2 arrests during an attack on San Francisco’s famous private investigator

Police say two men have been arrested in connection with an attempted robbery involving famed San Francisco private investigator Jack Palladino.

SAN FRANCISCO – Two men have been arrested in connection with an attempted robbery involving famed San Francisco private investigator Jack Palladino on livelihood, police said on Sunday.

Palladino himself may have inadvertently assisted detectives in making the arrests after photos were recovered from a camera the suspects attempted to steal in vain, the San Francisco Chronicle reported.

Palladino, who worked on high profile cases ranging from the mass suicides in Jonestown to celebrities and political scandals, was injured in the violent attack on January 28.

Lawrence Thomas, 24, of Pittsburg, and Tyjone Flournoy, 23, of San Francisco were jailed on Sunday, police said. It was not immediately known whether they have lawyers.

Palladino, 76, remained unconscious but received news on Saturday night of the arrests of his wife and fellow private investigator Sandra Sutherland.

“I said, ‘Guess what, Jack, they got the bastards, and it was all your job,'” Sutherland told the Chronicle on Sunday.
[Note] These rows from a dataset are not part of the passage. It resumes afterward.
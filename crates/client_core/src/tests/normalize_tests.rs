use super::*;

const DIGEST: &str = "5CbvS9Ngf1pXo4h1Wkn8uSGeTZQ2S9pxtTcYxZKqfvZE";

#[test]
fn clean_digest_is_returned_unchanged() {
    let normalized = normalize(DIGEST);
    assert_eq!(normalized.identifier, DIGEST);
    assert_eq!(normalized.issue, None);
    assert_eq!(normalize(&normalized.identifier), normalized);
}

#[test]
fn surrounding_whitespace_is_trimmed() {
    let normalized = normalize(&format!("  \t{DIGEST}\n"));
    assert_eq!(normalized.identifier, DIGEST);
    assert_eq!(normalized.issue, None);
}

#[test]
fn explorer_url_keeps_last_segment_without_query_or_fragment() {
    let normalized = normalize("https://explorer.example/tx/ABC123?tab=events");
    assert_eq!(normalized.identifier, "ABC123");
    assert_eq!(normalized.issue, Some(DigestIssue::TooShort { len: 6 }));

    let normalized = normalize(&format!("https://suiscan.xyz/mainnet/tx/{DIGEST}#events"));
    assert_eq!(normalized.identifier, DIGEST);
    assert_eq!(normalized.issue, None);
}

#[test]
fn trailing_slash_is_ignored() {
    let normalized = normalize(&format!("suivision.xyz/txblock/{DIGEST}/"));
    assert_eq!(normalized.identifier, DIGEST);
}

#[test]
fn address_shaped_input_is_flagged_and_kept() {
    let address = "0x5d4b302506645c37ff133b98c4b50a5ae14841659738d6d733d59d0d217a93bf";
    let normalized = normalize(address);
    assert_eq!(normalized.identifier, address);
    assert_eq!(normalized.issue, Some(DigestIssue::AddressLike));

    let normalized = normalize(&format!("https://suiscan.xyz/mainnet/object/{address}"));
    assert_eq!(normalized.identifier, address);
    assert_eq!(normalized.issue, Some(DigestIssue::AddressLike));
}

#[test]
fn short_candidates_are_flagged_for_every_length_below_threshold() {
    for len in 0..shared::domain::MIN_DIGEST_LEN {
        let candidate = "A".repeat(len);
        let normalized = normalize(&candidate);
        assert_eq!(normalized.identifier, candidate);
        assert_eq!(normalized.issue, Some(DigestIssue::TooShort { len }));
    }
}

#[test]
fn into_digest_surfaces_issue_as_validation_error() {
    let err = normalize("0xabc").into_digest().expect_err("address rejected");
    assert!(matches!(err, ExplainError::InputValidation(ref msg) if msg.contains("Object ID")));

    let digest = normalize(DIGEST).into_digest().expect("valid digest");
    assert_eq!(digest.as_str(), DIGEST);
}

#[test]
fn url_without_path_segments_yields_empty_candidate() {
    let normalized = normalize("/?q=1");
    assert_eq!(normalized.identifier, "");
    assert_eq!(normalized.issue, Some(DigestIssue::TooShort { len: 0 }));
}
Palladino had just stepped outside his home in San Francisco to try out his new camera when a car stopped and a man jumped out to take it away from him, police and Detective Nick Chapman’s stepson told the paper.

When the suspect grabbed the camera, Palladino fell and hit his head on the sidewalk. Palladino would not survive after surgery to stop the massive bleeding, the Chronicle said.
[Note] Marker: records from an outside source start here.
//! The transaction record returned by `sui_getTransactionBlock`.
//!
//! The record is kept as the node sent it so that it can be handed to the
//! explanation prompt untouched. The accessors below are read-only views over
//! the handful of fields the presentation layer summarises.

use chrono::{DateTime, Utc};
use serde::{de, Deserialize, Deserializer, Serialize};
use serde_json::Value;

pub const MIST_PER_SUI: u64 = 1_000_000_000;

#[derive(Debug, Clone, PartialEq, Serialize)]
#[serde(transparent)]
pub struct TransactionRecord(Value);

impl TransactionRecord {
    pub fn from_value(value: Value) -> Self {
        Self(value)
    }

    pub fn as_value(&self) -> &Value {
        &self.0
    }

    pub fn into_value(self) -> Value {
        self.0
    }

    pub fn digest(&self) -> Option<&str> {
        self.0.get("digest")?.as_str()
    }

    pub fn timestamp(&self) -> Option<DateTime<Utc>> {
        let millis = lenient_u64(self.0.get("timestampMs")?)?;
        DateTime::from_timestamp_millis(i64::try_from(millis).ok()?)
    }

    pub fn status(&self) -> Option<ExecutionStatus> {
        ExecutionStatus::deserialize(self.0.pointer("/effects/status")?).ok()
    }

    pub fn gas_used(&self) -> Option<GasCostSummary> {
        GasCostSummary::deserialize(self.0.pointer("/effects/gasUsed")?).ok()
    }

    pub fn epoch(&self) -> Option<u64> {
        lenient_u64(self.0.pointer("/effects/executedEpoch")?)
    }

    /// Balance changes that could be read; malformed entries are left out.
    pub fn balance_changes(&self) -> Vec<BalanceChange> {
        self.0
            .get("balanceChanges")
            .and_then(Value::as_array)
            .map(|changes| changes.iter().filter_map(BalanceChange::from_value).collect())
            .unwrap_or_default()
    }
}

#[derive(Debug, Clone, PartialEq, Eq, Deserialize)]
#[serde(tag = "status", rename_all = "snake_case")]
pub enum ExecutionStatus {
    Success,
    Failure {
        #[serde(default)]
        error: Option<String>,
    },
}

impl ExecutionStatus {
    pub fn is_success(&self) -> bool {
        matches!(self, Self::Success)
    }

    pub fn label(&self) -> &'static str {
        match self {
            Self::Success => "Success",
            Self::Failure { .. } => "Failed",
        }
    }
}

/// Gas accounting in MIST.
#[derive(Debug, Clone, Copy, PartialEq, Eq, Deserialize)]
#[serde(rename_all = "camelCase")]
pub struct GasCostSummary {
    #[serde(deserialize_with = "de_mist")]
    pub computation_cost: u64,
    #[serde(deserialize_with = "de_mist")]
    pub storage_cost: u64,
    #[serde(deserialize_with = "de_mist")]
    pub storage_rebate: u64,
    #[serde(default, deserialize_with = "de_mist")]
    pub non_refundable_storage_fee: u64,
}

impl GasCostSummary {
    /// Computation plus storage minus rebate. Negative when the rebate is larger.
    pub fn net_fee(&self) -> i128 {
        i128::from(self.computation_cost) + i128::from(self.storage_cost)
            - i128::from(self.storage_rebate)
    }
}

#[derive(Debug, Clone, PartialEq, Eq)]
pub struct BalanceChange {
    pub owner: String,
    pub coin_type: String,
    pub amount: i128,
}

impl BalanceChange {
    fn from_value(value: &Value) -> Option<Self> {
        let owner = match value.get("owner")? {
            Value::String(owner) => owner.clone(),
            Value::Object(map) => match map.values().next() {
                Some(Value::String(inner)) if map.len() == 1 => inner.clone(),
                _ => Value::Object(map.clone()).to_string(),
            },
            other => other.to_string(),
        };
        let amount = match value.get("amount")? {
            Value::String(raw) => raw.parse().ok()?,
            Value::Number(n) => i128::from(n.as_i64()?),
            _ => return None,
        };
        Some(Self {
            owner,
            coin_type: value.get("coinType")?.as_str()?.to_string(),
            amount,
        })
    }
}

/// Renders a MIST amount as SUI rounded to six decimals, e.g. `0.001998`.
pub fn format_sui(mist: i128) -> String {
    const MIST_PER_MICRO_SUI: u128 = 1_000;
    let micros = (mist.unsigned_abs() + MIST_PER_MICRO_SUI / 2) / MIST_PER_MICRO_SUI;
    let sign = if mist < 0 && micros > 0 { "-" } else { "" };
    format!("{sign}{}.{:06}", micros / 1_000_000, micros % 1_000_000)
}

fn lenient_u64(value: &Value) -> Option<u64> {
    match value {
        Value::String(raw) => raw.parse().ok(),
        Value::Number(n) => n.as_u64(),
        _ => None,
    }
}

fn de_mist<'de, D>(deserializer: D) -> Result<u64, D::Error>
where
    D: Deserializer<'de>,
{
    let value = Value::deserialize(deserializer)?;
    lenient_u64(&value)
        .ok_or_else(|| de::Error::custom(format!("expected a MIST amount, got {value}")))
}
Palladino was on one last case before retiring from his wife. Since the 1980s, the two have been researching on behalf of the famous and powerful as well as the underdogs from their Victorian home in the Haight-Ashbury neighborhood of the city.

Their clients included Bill Clinton, whose 1992 presidential campaign hires Palladino to quell rumors of his extramarital affairs, and Courtney Love, who hires Palladino to talk to reporters to investigate if she played a role in the death of her husband, rock star Kurt Cobain in 1994.

In the 1990s, he counter-investigated the tobacco industry’s campaign to defraud whistleblower Jeffrey Wigand.

Palladino’s career began before graduating from the University of California, Berkeley’s law school, when Patty Hearst’s family hired him to help investigate her 1974 abduction by the Symbionese Liberation Party.